The task
Print out the entries that follow exactly, missing none.

Record set
+ + + + + + +
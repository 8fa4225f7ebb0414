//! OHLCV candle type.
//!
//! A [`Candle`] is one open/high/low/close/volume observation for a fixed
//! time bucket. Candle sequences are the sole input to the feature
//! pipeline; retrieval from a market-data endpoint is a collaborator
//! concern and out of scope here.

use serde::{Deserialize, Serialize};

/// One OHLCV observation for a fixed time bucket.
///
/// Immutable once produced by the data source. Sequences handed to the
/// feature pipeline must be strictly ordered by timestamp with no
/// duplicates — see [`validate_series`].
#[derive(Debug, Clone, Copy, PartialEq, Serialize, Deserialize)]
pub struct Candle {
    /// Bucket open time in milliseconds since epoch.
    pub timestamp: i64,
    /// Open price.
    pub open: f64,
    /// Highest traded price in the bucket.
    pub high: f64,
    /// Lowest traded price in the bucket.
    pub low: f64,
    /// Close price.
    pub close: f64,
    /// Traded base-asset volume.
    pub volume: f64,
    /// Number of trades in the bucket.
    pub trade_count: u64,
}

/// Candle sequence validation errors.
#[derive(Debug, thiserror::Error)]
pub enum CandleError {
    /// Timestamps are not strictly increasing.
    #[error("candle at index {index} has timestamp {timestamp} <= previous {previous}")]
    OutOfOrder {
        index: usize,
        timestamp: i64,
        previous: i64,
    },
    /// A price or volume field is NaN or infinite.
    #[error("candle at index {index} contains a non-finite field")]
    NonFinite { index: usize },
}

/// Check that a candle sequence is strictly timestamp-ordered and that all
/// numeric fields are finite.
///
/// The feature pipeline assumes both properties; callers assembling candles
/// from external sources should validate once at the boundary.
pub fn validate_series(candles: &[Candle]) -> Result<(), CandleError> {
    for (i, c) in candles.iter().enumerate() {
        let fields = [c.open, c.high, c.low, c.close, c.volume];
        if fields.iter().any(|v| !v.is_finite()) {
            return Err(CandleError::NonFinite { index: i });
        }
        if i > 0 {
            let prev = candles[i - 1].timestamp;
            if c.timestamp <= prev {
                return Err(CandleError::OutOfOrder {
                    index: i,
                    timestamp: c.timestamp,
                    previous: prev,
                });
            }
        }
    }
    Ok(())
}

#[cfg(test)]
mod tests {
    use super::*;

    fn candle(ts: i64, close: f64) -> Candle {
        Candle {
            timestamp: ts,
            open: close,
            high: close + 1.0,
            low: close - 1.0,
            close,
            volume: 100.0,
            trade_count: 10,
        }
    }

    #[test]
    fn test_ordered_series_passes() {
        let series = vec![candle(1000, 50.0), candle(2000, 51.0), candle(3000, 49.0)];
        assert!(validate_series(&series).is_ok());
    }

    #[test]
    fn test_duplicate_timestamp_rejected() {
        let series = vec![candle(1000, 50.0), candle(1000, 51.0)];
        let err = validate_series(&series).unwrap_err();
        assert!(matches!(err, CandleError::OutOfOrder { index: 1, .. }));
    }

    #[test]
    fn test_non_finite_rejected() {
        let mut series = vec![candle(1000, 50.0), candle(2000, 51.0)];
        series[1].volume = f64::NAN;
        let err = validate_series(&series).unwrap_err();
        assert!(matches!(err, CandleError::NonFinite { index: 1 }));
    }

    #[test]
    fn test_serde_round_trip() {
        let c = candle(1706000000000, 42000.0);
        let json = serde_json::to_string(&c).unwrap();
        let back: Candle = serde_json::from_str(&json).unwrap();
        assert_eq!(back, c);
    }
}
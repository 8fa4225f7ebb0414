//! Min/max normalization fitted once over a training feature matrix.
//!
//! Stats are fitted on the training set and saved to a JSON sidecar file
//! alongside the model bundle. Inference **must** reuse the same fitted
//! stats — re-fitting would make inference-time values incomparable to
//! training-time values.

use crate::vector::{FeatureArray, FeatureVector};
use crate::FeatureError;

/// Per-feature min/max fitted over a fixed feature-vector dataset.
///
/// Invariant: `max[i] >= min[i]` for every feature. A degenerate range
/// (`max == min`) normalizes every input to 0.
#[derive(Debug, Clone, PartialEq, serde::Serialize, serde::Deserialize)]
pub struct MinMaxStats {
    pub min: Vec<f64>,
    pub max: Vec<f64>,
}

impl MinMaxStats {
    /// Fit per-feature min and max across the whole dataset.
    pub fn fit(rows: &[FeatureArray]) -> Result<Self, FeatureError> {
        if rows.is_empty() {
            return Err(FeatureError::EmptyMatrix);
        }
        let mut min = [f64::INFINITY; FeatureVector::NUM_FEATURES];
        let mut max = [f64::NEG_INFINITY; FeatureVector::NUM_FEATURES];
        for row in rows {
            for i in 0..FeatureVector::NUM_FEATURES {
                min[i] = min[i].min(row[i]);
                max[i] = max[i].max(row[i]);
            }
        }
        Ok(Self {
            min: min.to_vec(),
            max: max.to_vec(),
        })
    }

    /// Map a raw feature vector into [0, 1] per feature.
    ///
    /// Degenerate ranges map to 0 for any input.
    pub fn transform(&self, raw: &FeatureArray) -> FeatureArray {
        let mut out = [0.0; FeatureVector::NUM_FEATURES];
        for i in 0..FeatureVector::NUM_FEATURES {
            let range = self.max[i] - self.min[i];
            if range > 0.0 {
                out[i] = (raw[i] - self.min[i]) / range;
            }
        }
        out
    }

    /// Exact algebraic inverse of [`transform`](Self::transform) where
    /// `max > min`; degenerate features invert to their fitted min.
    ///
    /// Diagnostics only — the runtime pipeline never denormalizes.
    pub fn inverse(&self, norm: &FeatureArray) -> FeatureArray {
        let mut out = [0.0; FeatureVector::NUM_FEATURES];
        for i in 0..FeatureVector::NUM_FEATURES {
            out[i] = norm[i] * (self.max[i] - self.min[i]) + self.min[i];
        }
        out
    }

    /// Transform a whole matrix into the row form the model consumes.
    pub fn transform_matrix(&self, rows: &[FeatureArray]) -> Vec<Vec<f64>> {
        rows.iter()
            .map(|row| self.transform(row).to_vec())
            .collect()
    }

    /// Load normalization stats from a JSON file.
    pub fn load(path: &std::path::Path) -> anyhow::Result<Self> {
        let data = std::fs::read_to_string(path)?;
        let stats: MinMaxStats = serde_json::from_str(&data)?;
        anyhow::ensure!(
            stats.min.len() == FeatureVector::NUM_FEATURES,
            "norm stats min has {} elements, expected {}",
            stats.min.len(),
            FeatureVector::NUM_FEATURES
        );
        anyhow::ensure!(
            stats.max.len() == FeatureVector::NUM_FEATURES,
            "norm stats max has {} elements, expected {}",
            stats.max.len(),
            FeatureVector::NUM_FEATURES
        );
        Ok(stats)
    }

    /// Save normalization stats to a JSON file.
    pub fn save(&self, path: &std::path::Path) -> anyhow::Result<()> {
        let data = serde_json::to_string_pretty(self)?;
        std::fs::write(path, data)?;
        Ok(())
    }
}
+ + + + + + +
Answer space
repository 8fa4225f7ebb0414
//! OHLCV candle type.
//!
//! A [`Candle`] is one open/high/low/close/volume observation for a fixed
//! time bucket. Candle sequences are the sole input to the feature
//! pipeline; retrieval from a market-data endpoint is a collaborator
//! concern and out of scope here.

use serde::{Deserialize, Serialize};

/// One OHLCV observation for a fixed time bucket.
///
/// Immutable once produced by the data source. Sequences handed to the
/// feature pipeline must be strictly ordered by timestamp with no
/// duplicates — see [`validate_series`].
#[derive(Debug, Clone, Copy, PartialEq, Serialize, Deserialize)]
pub struct Candle {
    /// Bucket open time in milliseconds since epoch.
    pub timestamp: i64,
    /// Open price.
    pub open: f64,
    /// Highest traded price in the bucket.
    pub high: f64,
    /// Lowest traded price in the bucket.
    pub low: f64,
    /// Close price.
    pub close: f64,
    /// Traded base-asset volume.
    pub volume: f64,
    /// Number of trades in the bucket.
    pub trade_count: u64,
}

/// Candle sequence validation errors.
#[derive(Debug, thiserror::Error)]
pub enum CandleError {
    /// Timestamps are not strictly increasing.
    #[error("candle at index {index} has timestamp {timestamp} <= previous {previous}")]
    OutOfOrder {
        index: usize,
        timestamp: i64,
        previous: i64,
    },
    /// A price or volume field is NaN or infinite.
    #[error("candle at index {index} contains a non-finite field")]
    NonFinite { index: usize },
}

/// Check that a candle sequence is strictly timestamp-ordered and that all
/// numeric fields are finite.
///
/// The feature pipeline assumes both properties; callers assembling candles
/// from external sources should validate once at the boundary.
pub fn validate_series(candles: &[Candle]) -> Result<(), CandleError> {
    for (i, c) in candles.iter().enumerate() {
        let fields = [c.open, c.high, c.low, c.close, c.volume];
        if fields.iter().any(|v| !v.is_finite()) {
            return Err(CandleError::NonFinite { index: i });
        }
        if i > 0 {
            let prev = candles[i - 1].timestamp;
            if c.timestamp <= prev {
                return Err(CandleError::OutOfOrder {
                    index: i,
                    timestamp: c.timestamp,
                    previous: prev,
                });
            }
        }
    }
    Ok(())
}

#[cfg(test)]
mod tests {
    use super::*;

    fn candle(ts: i64, close: f64) -> Candle {
        Candle {
            timestamp: ts,
            open: close,
            high: close + 1.0,
            low: close - 1.0,
            close,
            volume: 100.0,
            trade_count: 10,
        }
    }

    #[test]
    fn test_ordered_series_passes() {
        let series = vec![candle(1000, 50.0), candle(2000, 51.0), candle(3000, 49.0)];
        assert!(validate_series(&series).is_ok());
    }

    #[test]
    fn test_duplicate_timestamp_rejected() {
        let series = vec![candle(1000, 50.0), candle(1000, 51.0)];
        let err = validate_series(&series).unwrap_err();
        assert!(matches!(err, CandleError::OutOfOrder { index: 1, .. }));
    }

    #[test]
    fn test_non_finite_rejected() {
        let mut series = vec![candle(1000, 50.0), candle(2000, 51.0)];
        series[1].volume = f64::NAN;
        let err = validate_series(&series).unwrap_err();
        assert!(matches!(err, CandleError::NonFinite { index: 1 }));
    }

    #[test]
    fn test_serde_round_trip() {
        let c = candle(1706000000000, 42000.0);
        let json = serde_json::to_string(&c).unwrap();
        let back: Candle = serde_json::from_str(&json).unwrap();
        assert_eq!(back, c);
    }
}
repository 8fa4225f7ebb0414
//! Min/max normalization fitted once over a training feature matrix.
//!
//! Stats are fitted on the training set and saved to a JSON sidecar file
//! alongside the model bundle. Inference **must** reuse the same fitted
//! stats — re-fitting would make inference-time values incomparable to
//! training-time values.

use crate::vector::{FeatureArray, FeatureVector};
use crate::FeatureError;

/// Per-feature min/max fitted over a fixed feature-vector dataset.
///
/// Invariant: `max[i] >= min[i]` for every feature. A degenerate range
/// (`max == min`) normalizes every input to 0.
#[derive(Debug, Clone, PartialEq, serde::Serialize, serde::Deserialize)]
pub struct MinMaxStats {
    pub min: Vec<f64>,
    pub max: Vec<f64>,
}

impl MinMaxStats {
    /// Fit per-feature min and max across the whole dataset.
    pub fn fit(rows: &[FeatureArray]) -> Result<Self, FeatureError> {
        if rows.is_empty() {
            return Err(FeatureError::EmptyMatrix);
        }
        let mut min = [f64::INFINITY; FeatureVector::NUM_FEATURES];
        let mut max = [f64::NEG_INFINITY; FeatureVector::NUM_FEATURES];
        for row in rows {
            for i in 0..FeatureVector::NUM_FEATURES {
                min[i] = min[i].min(row[i]);
                max[i] = max[i].max(row[i]);
            }
        }
        Ok(Self {
            min: min.to_vec(),
            max: max.to_vec(),
        })
    }

    /// Map a raw feature vector into [0, 1] per feature.
    ///
    /// Degenerate ranges map to 0 for any input.
    pub fn transform(&self, raw: &FeatureArray) -> FeatureArray {
        let mut out = [0.0; FeatureVector::NUM_FEATURES];
        for i in 0..FeatureVector::NUM_FEATURES {
            let range = self.max[i] - self.min[i];
            if range > 0.0 {
                out[i] = (raw[i] - self.min[i]) / range;
            }
        }
        out
    }

    /// Exact algebraic inverse of [`transform`](Self::transform) where
    /// `max > min`; degenerate features invert to their fitted min.
    ///
    /// Diagnostics only — the runtime pipeline never denormalizes.
    pub fn inverse(&self, norm: &FeatureArray) -> FeatureArray {
        let mut out = [0.0; FeatureVector::NUM_FEATURES];
        for i in 0..FeatureVector::NUM_FEATURES {
            out[i] = norm[i] * (self.max[i] - self.min[i]) + self.min[i];
        }
        out
    }

    /// Transform a whole matrix into the row form the model consumes.
    pub fn transform_matrix(&self, rows: &[FeatureArray]) -> Vec<Vec<f64>> {
        rows.iter()
            .map(|row| self.transform(row).to_vec())
            .collect()
    }

    /// Load normalization stats from a JSON file.
    pub fn load(path: &std::path::Path) -> anyhow::Result<Self> {
        let data = std::fs::read_to_string(path)?;
        let stats: MinMaxStats = serde_json::from_str(&data)?;
        anyhow::ensure!(
            stats.min.len() == FeatureVector::NUM_FEATURES,
            "norm stats min has {} elements, expected {}",
            stats.min.len(),
            FeatureVector::NUM_FEATURES
        );
        anyhow::ensure!(
            stats.max.len() == FeatureVector::NUM_FEATURES,
            "norm stats max has {} elements, expected {}",
            stats.max.len(),
            FeatureVector::NUM_FEATURES
        );
        Ok(stats)
    }

    /// Save normalization stats to a JSON file.
    pub fn save(&self, path: &std::path::Path) -> anyhow::Result<()> {
        let data = serde_json::to_string_pretty(self)?;
        std::fs::write(path, data)?;
        Ok(())
    }
}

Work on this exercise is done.